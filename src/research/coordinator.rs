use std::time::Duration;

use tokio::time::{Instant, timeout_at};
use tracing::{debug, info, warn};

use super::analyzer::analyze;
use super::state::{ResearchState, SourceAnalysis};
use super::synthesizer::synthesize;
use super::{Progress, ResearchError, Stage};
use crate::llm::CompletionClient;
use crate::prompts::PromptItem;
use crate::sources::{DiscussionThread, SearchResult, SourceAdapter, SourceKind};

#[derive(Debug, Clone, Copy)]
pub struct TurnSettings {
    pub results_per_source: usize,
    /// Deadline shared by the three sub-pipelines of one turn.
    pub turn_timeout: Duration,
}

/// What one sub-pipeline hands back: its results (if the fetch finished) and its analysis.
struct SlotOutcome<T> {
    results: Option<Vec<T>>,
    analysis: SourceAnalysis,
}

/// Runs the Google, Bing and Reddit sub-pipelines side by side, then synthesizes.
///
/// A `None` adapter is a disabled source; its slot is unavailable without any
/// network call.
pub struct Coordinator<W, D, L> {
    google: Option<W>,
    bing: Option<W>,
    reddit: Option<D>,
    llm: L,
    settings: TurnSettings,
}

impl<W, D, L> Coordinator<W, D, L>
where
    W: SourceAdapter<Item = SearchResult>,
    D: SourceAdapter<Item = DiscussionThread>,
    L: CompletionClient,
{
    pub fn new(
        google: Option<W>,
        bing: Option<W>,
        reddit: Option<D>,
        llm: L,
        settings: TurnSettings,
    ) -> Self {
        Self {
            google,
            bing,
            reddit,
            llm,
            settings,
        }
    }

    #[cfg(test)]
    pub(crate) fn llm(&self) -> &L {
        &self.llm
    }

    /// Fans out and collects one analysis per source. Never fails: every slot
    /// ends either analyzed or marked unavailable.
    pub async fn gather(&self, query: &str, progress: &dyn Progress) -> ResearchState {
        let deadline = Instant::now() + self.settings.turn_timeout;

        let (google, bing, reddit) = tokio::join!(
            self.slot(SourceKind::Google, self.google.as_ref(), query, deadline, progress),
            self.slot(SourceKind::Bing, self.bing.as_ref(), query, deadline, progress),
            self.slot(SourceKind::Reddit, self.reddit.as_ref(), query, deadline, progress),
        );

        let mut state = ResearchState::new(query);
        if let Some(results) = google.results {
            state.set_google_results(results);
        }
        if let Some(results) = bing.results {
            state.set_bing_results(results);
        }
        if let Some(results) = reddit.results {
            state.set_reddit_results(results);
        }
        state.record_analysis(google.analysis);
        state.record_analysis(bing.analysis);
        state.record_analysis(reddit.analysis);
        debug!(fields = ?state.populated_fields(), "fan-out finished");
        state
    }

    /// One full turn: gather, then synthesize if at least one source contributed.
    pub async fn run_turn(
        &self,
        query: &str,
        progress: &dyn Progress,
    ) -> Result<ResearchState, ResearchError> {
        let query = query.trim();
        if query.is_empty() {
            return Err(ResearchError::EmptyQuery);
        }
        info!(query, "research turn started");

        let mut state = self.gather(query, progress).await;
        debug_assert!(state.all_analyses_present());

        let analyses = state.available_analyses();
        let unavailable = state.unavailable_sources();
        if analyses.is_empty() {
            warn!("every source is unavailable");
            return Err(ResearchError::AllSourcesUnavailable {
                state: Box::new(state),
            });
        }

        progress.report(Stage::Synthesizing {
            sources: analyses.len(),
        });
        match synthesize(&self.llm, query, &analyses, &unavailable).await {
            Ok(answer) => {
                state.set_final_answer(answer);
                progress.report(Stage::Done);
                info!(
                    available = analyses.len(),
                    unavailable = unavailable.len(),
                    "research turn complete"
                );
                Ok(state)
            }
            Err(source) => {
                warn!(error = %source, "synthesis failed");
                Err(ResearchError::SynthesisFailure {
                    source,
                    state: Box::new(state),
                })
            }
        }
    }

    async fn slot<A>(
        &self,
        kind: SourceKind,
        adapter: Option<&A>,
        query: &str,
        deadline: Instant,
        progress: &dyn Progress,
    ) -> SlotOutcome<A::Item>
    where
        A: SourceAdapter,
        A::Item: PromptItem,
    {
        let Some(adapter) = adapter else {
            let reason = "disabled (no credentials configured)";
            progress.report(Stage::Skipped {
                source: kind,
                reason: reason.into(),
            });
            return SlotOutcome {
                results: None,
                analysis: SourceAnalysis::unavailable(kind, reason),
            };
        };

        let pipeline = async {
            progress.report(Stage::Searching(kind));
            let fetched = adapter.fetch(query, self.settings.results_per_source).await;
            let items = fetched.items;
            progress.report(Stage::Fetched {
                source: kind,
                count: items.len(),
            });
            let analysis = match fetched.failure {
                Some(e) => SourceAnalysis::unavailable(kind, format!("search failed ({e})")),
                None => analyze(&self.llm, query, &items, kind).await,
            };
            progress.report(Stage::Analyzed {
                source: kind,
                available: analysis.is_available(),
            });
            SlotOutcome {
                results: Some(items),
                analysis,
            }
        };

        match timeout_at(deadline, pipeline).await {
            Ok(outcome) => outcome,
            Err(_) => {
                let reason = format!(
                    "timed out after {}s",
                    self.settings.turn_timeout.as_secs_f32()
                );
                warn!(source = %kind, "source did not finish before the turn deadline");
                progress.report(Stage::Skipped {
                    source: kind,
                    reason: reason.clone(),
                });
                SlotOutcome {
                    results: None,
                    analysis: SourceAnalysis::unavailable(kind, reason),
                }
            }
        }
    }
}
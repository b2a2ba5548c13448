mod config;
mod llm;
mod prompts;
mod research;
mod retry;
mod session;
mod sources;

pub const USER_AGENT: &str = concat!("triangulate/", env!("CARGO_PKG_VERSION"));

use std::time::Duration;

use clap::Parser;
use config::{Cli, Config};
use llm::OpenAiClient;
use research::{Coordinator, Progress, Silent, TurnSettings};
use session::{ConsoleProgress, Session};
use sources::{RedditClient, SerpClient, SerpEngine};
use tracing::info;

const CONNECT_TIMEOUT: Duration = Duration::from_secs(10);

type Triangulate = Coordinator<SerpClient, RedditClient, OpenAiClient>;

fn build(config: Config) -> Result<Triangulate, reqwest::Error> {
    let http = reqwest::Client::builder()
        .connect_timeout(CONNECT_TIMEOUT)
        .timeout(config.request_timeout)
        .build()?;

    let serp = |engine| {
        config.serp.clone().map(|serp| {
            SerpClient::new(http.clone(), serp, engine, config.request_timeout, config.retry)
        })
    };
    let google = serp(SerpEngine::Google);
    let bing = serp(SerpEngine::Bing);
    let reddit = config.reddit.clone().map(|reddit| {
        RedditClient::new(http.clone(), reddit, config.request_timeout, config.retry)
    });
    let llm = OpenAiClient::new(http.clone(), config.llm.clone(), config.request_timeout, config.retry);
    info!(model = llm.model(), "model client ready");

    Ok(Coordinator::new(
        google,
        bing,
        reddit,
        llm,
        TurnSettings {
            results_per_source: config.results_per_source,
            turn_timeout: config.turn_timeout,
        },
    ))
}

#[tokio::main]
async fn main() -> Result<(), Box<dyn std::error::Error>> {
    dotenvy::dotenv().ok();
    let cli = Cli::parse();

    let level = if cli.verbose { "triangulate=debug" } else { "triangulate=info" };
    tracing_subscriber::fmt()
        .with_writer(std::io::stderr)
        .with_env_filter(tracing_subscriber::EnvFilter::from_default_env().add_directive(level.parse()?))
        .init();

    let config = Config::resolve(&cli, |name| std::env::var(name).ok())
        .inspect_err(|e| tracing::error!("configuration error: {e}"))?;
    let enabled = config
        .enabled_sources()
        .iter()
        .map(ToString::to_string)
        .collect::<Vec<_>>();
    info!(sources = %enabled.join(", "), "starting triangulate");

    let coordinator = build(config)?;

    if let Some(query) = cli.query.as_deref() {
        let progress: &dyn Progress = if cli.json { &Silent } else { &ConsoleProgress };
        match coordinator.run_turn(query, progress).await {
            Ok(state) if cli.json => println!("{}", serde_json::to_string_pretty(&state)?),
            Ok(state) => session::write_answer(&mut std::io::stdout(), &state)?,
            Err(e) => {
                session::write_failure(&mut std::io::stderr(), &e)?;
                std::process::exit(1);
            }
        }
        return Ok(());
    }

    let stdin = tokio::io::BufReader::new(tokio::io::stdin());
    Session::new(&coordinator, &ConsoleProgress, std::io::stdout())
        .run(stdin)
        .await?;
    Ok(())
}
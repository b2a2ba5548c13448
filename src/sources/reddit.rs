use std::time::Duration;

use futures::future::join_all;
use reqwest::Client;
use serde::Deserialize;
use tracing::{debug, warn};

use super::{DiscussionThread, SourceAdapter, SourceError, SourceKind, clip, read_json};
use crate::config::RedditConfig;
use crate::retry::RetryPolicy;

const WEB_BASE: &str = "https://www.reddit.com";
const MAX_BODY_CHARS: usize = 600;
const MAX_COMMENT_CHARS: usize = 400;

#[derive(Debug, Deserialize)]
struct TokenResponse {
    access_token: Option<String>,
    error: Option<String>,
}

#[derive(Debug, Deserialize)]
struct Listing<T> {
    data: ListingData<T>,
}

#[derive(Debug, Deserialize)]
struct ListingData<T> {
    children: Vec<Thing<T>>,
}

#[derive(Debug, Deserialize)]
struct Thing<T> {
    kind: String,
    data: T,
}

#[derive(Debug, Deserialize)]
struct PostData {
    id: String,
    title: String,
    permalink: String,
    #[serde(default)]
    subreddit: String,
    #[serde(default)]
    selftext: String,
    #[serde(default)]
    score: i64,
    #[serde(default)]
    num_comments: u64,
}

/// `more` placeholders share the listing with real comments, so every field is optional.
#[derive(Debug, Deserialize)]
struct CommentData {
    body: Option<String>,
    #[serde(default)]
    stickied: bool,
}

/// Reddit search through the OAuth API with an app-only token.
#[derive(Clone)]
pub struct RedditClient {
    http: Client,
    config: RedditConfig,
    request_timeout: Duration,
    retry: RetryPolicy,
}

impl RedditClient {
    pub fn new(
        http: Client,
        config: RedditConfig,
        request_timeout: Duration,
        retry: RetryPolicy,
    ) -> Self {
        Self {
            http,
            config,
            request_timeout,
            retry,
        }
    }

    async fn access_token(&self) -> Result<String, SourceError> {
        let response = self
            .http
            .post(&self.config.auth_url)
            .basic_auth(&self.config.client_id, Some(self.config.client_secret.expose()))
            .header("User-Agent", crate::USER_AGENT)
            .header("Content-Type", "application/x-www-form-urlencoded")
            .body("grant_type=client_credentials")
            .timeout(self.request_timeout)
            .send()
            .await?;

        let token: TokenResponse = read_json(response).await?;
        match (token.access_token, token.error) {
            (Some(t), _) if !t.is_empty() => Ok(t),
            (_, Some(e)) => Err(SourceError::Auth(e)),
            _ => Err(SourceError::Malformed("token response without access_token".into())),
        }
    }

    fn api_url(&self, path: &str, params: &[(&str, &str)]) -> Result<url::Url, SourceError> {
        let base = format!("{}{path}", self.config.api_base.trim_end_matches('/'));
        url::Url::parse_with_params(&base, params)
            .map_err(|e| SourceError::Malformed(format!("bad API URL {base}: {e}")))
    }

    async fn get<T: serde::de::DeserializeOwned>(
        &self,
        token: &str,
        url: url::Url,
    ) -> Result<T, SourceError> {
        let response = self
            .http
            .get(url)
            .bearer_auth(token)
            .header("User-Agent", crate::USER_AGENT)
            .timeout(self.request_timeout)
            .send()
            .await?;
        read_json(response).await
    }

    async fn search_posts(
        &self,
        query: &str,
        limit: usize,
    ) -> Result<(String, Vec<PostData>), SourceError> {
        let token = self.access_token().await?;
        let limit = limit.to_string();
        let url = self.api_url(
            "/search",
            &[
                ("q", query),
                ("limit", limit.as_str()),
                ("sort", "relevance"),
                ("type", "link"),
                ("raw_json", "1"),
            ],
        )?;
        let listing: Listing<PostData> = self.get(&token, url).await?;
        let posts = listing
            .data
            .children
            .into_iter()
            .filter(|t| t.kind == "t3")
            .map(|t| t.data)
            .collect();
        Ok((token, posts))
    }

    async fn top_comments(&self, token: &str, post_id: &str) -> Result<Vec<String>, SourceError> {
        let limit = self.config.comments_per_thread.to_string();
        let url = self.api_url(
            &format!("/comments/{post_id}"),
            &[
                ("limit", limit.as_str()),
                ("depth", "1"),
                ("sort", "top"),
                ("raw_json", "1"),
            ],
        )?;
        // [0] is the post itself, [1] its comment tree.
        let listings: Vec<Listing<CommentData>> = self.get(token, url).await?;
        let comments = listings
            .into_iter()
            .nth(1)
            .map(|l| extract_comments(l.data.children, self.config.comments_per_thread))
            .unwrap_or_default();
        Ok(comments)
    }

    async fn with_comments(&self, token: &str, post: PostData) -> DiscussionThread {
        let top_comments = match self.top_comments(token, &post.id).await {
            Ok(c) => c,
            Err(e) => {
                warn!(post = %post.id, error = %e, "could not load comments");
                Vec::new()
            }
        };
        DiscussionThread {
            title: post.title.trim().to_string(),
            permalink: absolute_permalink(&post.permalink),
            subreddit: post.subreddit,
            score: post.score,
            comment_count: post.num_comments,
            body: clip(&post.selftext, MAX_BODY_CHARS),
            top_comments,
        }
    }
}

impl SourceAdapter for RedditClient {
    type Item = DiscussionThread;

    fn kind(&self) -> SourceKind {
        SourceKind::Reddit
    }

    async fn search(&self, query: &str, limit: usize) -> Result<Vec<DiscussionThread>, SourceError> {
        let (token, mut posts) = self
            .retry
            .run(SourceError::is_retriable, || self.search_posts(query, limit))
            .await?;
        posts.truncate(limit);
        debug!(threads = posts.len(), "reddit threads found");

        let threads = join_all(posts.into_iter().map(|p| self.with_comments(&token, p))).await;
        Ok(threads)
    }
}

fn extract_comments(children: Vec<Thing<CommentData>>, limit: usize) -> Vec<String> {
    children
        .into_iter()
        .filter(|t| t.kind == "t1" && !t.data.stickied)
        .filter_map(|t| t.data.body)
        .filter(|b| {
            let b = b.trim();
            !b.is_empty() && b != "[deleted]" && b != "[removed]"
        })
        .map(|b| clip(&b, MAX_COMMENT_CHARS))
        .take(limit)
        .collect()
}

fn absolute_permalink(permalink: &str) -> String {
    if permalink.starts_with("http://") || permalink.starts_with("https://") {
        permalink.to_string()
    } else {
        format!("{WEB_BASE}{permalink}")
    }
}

━━━━━━━━━━━━━━━━

Exercise: Of the lines above, copy each one that contains the word "SearchResult".

Task result:
use crate::sources::{DiscussionThread, SearchResult, SourceAdapter, SourceKind};
    W: SourceAdapter<Item = SearchResult>,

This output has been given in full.